# [To do]
Reproduce the records below exactly, with nothing altered.

(Stored items)
====================
//! HTTP API for a replica
//!
//! RPC endpoints called by the coordinator, plus a read-only view of the
//! replica's own log.

use crate::common::protocol::{
    AckReply, ACK_APPENDED, ACK_CONFLICT, ACK_DELETED, ACK_IS_ALIVE, PATH_APPEND, PATH_DELETE,
    PATH_IS_ALIVE,
};
use crate::common::tracing_middleware::request_tracing_middleware;
use crate::common::{AppendOutcome, LogEntry, MetricsRegistry, SharedLog};
use axum::{extract::State, http::header, response::IntoResponse, Json, Router};
use std::sync::Arc;
use std::time::Duration;
use tokio::sync::Notify;

#[derive(Clone)]
pub struct ReplicaState {
    pub log: SharedLog,
    /// Wait before acknowledging a write
    pub ack_delay: Duration,
    /// Wakes the reconciler when the coordinator contradicts the local log
    pub sync_trigger: Arc<Notify>,
    pub metrics: Arc<MetricsRegistry>,
}

pub fn create_router(state: ReplicaState) -> Router {
    let metrics = state.metrics.clone();
    Router::new()
        .route(PATH_APPEND, axum::routing::post(append_msg))
        .route(PATH_DELETE, axum::routing::post(delete_msg))
        .route(PATH_IS_ALIVE, axum::routing::get(is_alive))
        .route("/", axum::routing::get(list_messages))
        .route("/metrics", axum::routing::get(metrics_endpoint))
        .with_state(state)
        .layer(axum::middleware::from_fn_with_state(
            metrics,
            request_tracing_middleware,
        ))
}

async fn delay(state: &ReplicaState) {
    if !state.ack_delay.is_zero() {
        tokio::time::sleep(state.ack_delay).await;
    }
}

async fn append_msg(
    State(state): State<ReplicaState>,
    Json(entry): Json<LogEntry>,
) -> Json<AckReply> {
    let ack = match state.log.append(&entry) {
        AppendOutcome::Inserted => {
            tracing::info!(index = entry.index, "Appended");
            ACK_APPENDED
        }
        AppendOutcome::Duplicate => {
            tracing::debug!(index = entry.index, "Duplicate append");
            ACK_APPENDED
        }
        AppendOutcome::Retired => {
            tracing::debug!(index = entry.index, "Append for a deleted index ignored");
            ACK_APPENDED
        }
        AppendOutcome::Conflict { existing } => {
            tracing::warn!(
                index = entry.index,
                existing = %existing,
                incoming = %entry.payload,
                "Index already bound to another payload; requesting sync"
            );
            state.sync_trigger.notify_one();
            ACK_CONFLICT
        }
    };
    delay(&state).await;
    Json(AckReply::new(ack))
}

async fn delete_msg(
    State(state): State<ReplicaState>,
    Json(entry): Json<LogEntry>,
) -> Json<AckReply> {
    match state.log.retire(entry.index) {
        Some(_) => tracing::info!(index = entry.index, "Deleted"),
        None => tracing::debug!(index = entry.index, "Delete for an index not held locally"),
    }
    delay(&state).await;
    Json(AckReply::new(ACK_DELETED))
}

async fn is_alive() -> Json<AckReply> {
    Json(AckReply::new(ACK_IS_ALIVE))
}

async fn list_messages(State(state): State<ReplicaState>) -> impl IntoResponse {
    let entries = state.log.wait_contiguous().await;
    Json(entries.iter().map(|e| e.render()).collect::<Vec<_>>())
}

async fn metrics_endpoint(State(state): State<ReplicaState>) -> impl IntoResponse {
    (
        [(header::CONTENT_TYPE, "text/plain; version=0.0.4")],
        state.metrics.to_prometheus(),
    )
}

#[cfg(test)]
mod tests {
    use super::*;
    use axum::body::Body;
    use axum::http::{Request, StatusCode};
    use serde_json::json;
    use tower::ServiceExt;

    fn state() -> ReplicaState {
        ReplicaState {
            log: SharedLog::new(),
            ack_delay: Duration::ZERO,
            sync_trigger: Arc::new(Notify::new()),
            metrics: Arc::new(MetricsRegistry::new()),
        }
    }

    async fn call(app: Router, uri: &str, body: serde_json::Value) -> AckReply {
        let response = app
            .oneshot(
                Request::builder()
                    .method("POST")
                    .uri(uri)
                    .header(header::CONTENT_TYPE, "application/json")
                    .body(Body::from(body.to_string()))
                    .unwrap(),
            )
            .await
            .unwrap();
        assert_eq!(response.status(), StatusCode::OK);
        let bytes = axum::body::to_bytes(response.into_body(), usize::MAX)
            .await
            .unwrap();
        serde_json::from_slice(&bytes).unwrap()
    }

    #[tokio::test]
    async fn test_append_and_duplicate() {
        let state = state();
        let app = create_router(state.clone());
        let entry = json!({"index": 0, "payload": "a"});

        assert_eq!(call(app.clone(), PATH_APPEND, entry.clone()).await.ack, "appended");
        assert_eq!(call(app, PATH_APPEND, entry).await.ack, "appended");
        assert_eq!(state.log.len(), 1);
    }

    #[tokio::test]
    async fn test_conflict_triggers_sync() {
        let state = state();
        state.log.append(&LogEntry::new(0, "mine"));
        let app = create_router(state.clone());

        let reply = call(app, PATH_APPEND, json!({"index": 0, "payload": "theirs"})).await;
        assert_eq!(reply.ack, "conflict");
        assert_eq!(state.log.get(0).as_deref(), Some("mine"));

        // notify_one stores a permit when nobody is waiting
        tokio::time::timeout(Duration::from_secs(1), state.sync_trigger.notified())
            .await
            .unwrap();
    }

    #[tokio::test]
    async fn test_delete() {
        let state = state();
        state.log.append(&LogEntry::new(0, "a"));
        let app = create_router(state.clone());

        let reply = call(app, PATH_DELETE, json!({"index": 0, "payload": "a"})).await;
        assert_eq!(reply.ack, "deleted");
        assert!(state.log.get(0).is_none());
    }

    #[tokio::test]
    async fn test_is_alive() {
        let app = create_router(state());
        let response = app
            .oneshot(Request::builder().uri(PATH_IS_ALIVE).body(Body::empty()).unwrap())
            .await
            .unwrap();
        let bytes = axum::body::to_bytes(response.into_body(), usize::MAX)
            .await
            .unwrap();
        assert_eq!(&bytes[..], br#"{"ack":"is_alive"}"#);
    }

    #[tokio::test(start_paused = true)]
    async fn test_ack_delay() {
        let mut state = state();
        state.ack_delay = Duration::from_millis(800);
        let app = create_router(state);

        let start = tokio::time::Instant::now();
        call(app, PATH_APPEND, json!({"index": 0, "payload": "a"})).await;
        assert!(start.elapsed() >= Duration::from_millis(800));
    }
}
//! Coordinator implementation
//!
//! The coordinator is responsible for:
//! - Issuing log indices (it is the only node that does)
//! - Admitting writes against replica health
//! - Fanning writes out to replicas and deciding them by quorum
//! - Probing replica liveness
//! - Answering replica log syncs

pub mod client;
pub mod heartbeat;
pub mod http;
pub mod server;
pub mod transport;
pub mod writer;

pub use client::CoordinatorClient;
pub use heartbeat::{HealthTable, HeartbeatMonitor, ReplicaHealth};
pub use server::Coordinator;
pub use transport::{Delivery, ReplicaTransport};
pub use writer::{AdmissionPolicy, WriteCoordinator, WriteReceipt};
====================
# [Problem solution]
//! HTTP API for a replica
//!
//! RPC endpoints called by the coordinator, plus a read-only view of the
//! replica's own log.

use crate::common::protocol::{
    AckReply, ACK_APPENDED, ACK_CONFLICT, ACK_DELETED, ACK_IS_ALIVE, PATH_APPEND, PATH_DELETE,
    PATH_IS_ALIVE,
};
use crate::common::tracing_middleware::request_tracing_middleware;
use crate::common::{AppendOutcome, LogEntry, MetricsRegistry, SharedLog};
use axum::{extract::State, http::header, response::IntoResponse, Json, Router};
use std::sync::Arc;
use std::time::Duration;
use tokio::sync::Notify;

#[derive(Clone)]
pub struct ReplicaState {
    pub log: SharedLog,
    /// Wait before acknowledging a write
    pub ack_delay: Duration,
    /// Wakes the reconciler when the coordinator contradicts the local log
    pub sync_trigger: Arc<Notify>,
    pub metrics: Arc<MetricsRegistry>,
}

pub fn create_router(state: ReplicaState) -> Router {
    let metrics = state.metrics.clone();
    Router::new()
        .route(PATH_APPEND, axum::routing::post(append_msg))
        .route(PATH_DELETE, axum::routing::post(delete_msg))
        .route(PATH_IS_ALIVE, axum::routing::get(is_alive))
        .route("/", axum::routing::get(list_messages))
        .route("/metrics", axum::routing::get(metrics_endpoint))
        .with_state(state)
        .layer(axum::middleware::from_fn_with_state(
            metrics,
            request_tracing_middleware,
        ))
}

async fn delay(state: &ReplicaState) {
    if !state.ack_delay.is_zero() {
        tokio::time::sleep(state.ack_delay).await;
    }
}

async fn append_msg(
    State(state): State<ReplicaState>,
    Json(entry): Json<LogEntry>,
) -> Json<AckReply> {
    let ack = match state.log.append(&entry) {
        AppendOutcome::Inserted => {
            tracing::info!(index = entry.index, "Appended");
            ACK_APPENDED
        }
        AppendOutcome::Duplicate => {
            tracing::debug!(index = entry.index, "Duplicate append");
            ACK_APPENDED
        }
        AppendOutcome::Retired => {
            tracing::debug!(index = entry.index, "Append for a deleted index ignored");
            ACK_APPENDED
        }
        AppendOutcome::Conflict { existing } => {
            tracing::warn!(
                index = entry.index,
                existing = %existing,
                incoming = %entry.payload,
                "Index already bound to another payload; requesting sync"
            );
            state.sync_trigger.notify_one();
            ACK_CONFLICT
        }
    };
    delay(&state).await;
    Json(AckReply::new(ack))
}

async fn delete_msg(
    State(state): State<ReplicaState>,
    Json(entry): Json<LogEntry>,
) -> Json<AckReply> {
    match state.log.retire(entry.index) {
        Some(_) => tracing::info!(index = entry.index, "Deleted"),
        None => tracing::debug!(index = entry.index, "Delete for an index not held locally"),
    }
    delay(&state).await;
    Json(AckReply::new(ACK_DELETED))
}

async fn is_alive() -> Json<AckReply> {
    Json(AckReply::new(ACK_IS_ALIVE))
}

async fn list_messages(State(state): State<ReplicaState>) -> impl IntoResponse {
    let entries = state.log.wait_contiguous().await;
    Json(entries.iter().map(|e| e.render()).collect::<Vec<_>>())
}

async fn metrics_endpoint(State(state): State<ReplicaState>) -> impl IntoResponse {
    (
        [(header::CONTENT_TYPE, "text/plain; version=0.0.4")],
        state.metrics.to_prometheus(),
    )
}

#[cfg(test)]
mod tests {
    use super::*;
    use axum::body::Body;
    use axum::http::{Request, StatusCode};
    use serde_json::json;
    use tower::ServiceExt;

    fn state() -> ReplicaState {
        ReplicaState {
            log: SharedLog::new(),
            ack_delay: Duration::ZERO,
            sync_trigger: Arc::new(Notify::new()),
            metrics: Arc::new(MetricsRegistry::new()),
        }
    }

    async fn call(app: Router, uri: &str, body: serde_json::Value) -> AckReply {
        let response = app
            .oneshot(
                Request::builder()
                    .method("POST")
                    .uri(uri)
                    .header(header::CONTENT_TYPE, "application/json")
                    .body(Body::from(body.to_string()))
                    .unwrap(),
            )
            .await
            .unwrap();
        assert_eq!(response.status(), StatusCode::OK);
        let bytes = axum::body::to_bytes(response.into_body(), usize::MAX)
            .await
            .unwrap();
        serde_json::from_slice(&bytes).unwrap()
    }

    #[tokio::test]
    async fn test_append_and_duplicate() {
        let state = state();
        let app = create_router(state.clone());
        let entry = json!({"index": 0, "payload": "a"});

        assert_eq!(call(app.clone(), PATH_APPEND, entry.clone()).await.ack, "appended");
        assert_eq!(call(app, PATH_APPEND, entry).await.ack, "appended");
        assert_eq!(state.log.len(), 1);
    }

    #[tokio::test]
    async fn test_conflict_triggers_sync() {
        let state = state();
        state.log.append(&LogEntry::new(0, "mine"));
        let app = create_router(state.clone());

        let reply = call(app, PATH_APPEND, json!({"index": 0, "payload": "theirs"})).await;
        assert_eq!(reply.ack, "conflict");
        assert_eq!(state.log.get(0).as_deref(), Some("mine"));

        // notify_one stores a permit when nobody is waiting
        tokio::time::timeout(Duration::from_secs(1), state.sync_trigger.notified())
            .await
            .unwrap();
    }

    #[tokio::test]
    async fn test_delete() {
        let state = state();
        state.log.append(&LogEntry::new(0, "a"));
        let app = create_router(state.clone());

        let reply = call(app, PATH_DELETE, json!({"index": 0, "payload": "a"})).await;
        assert_eq!(reply.ack, "deleted");
        assert!(state.log.get(0).is_none());
    }

    #[tokio::test]
    async fn test_is_alive() {
        let app = create_router(state());
        let response = app
            .oneshot(Request::builder().uri(PATH_IS_ALIVE).body(Body::empty()).unwrap())
            .await
            .unwrap();
        let bytes = axum::body::to_bytes(response.into_body(), usize::MAX)
            .await
            .unwrap();
        assert_eq!(&bytes[..], br#"{"ack":"is_alive"}"#);
    }

    #[tokio::test(start_paused = true)]
    async fn test_ack_delay() {
        let mut state = state();
        state.ack_delay = Duration::from_millis(800);
        let app = create_router(state);

        let start = tokio::time::Instant::now();
        call(app, PATH_APPEND, json!({"index": 0, "payload": "a"})).await;
        assert!(start.elapsed() >= Duration::from_millis(800));
    }
}
//! Coordinator implementation
//!
//! The coordinator is responsible for:
//! - Issuing log indices (it is the only node that does)
//! - Admitting writes against replica health
//! - Fanning writes out to replicas and deciding them by quorum
//! - Probing replica liveness
//! - Answering replica log syncs

pub mod client;
pub mod heartbeat;
pub mod http;
pub mod server;
pub mod transport;
pub mod writer;

pub use client::CoordinatorClient;
pub use heartbeat::{HealthTable, HeartbeatMonitor, ReplicaHealth};
pub use server::Coordinator;
pub use transport::{Delivery, ReplicaTransport};
pub use writer::{AdmissionPolicy, WriteCoordinator, WriteReceipt};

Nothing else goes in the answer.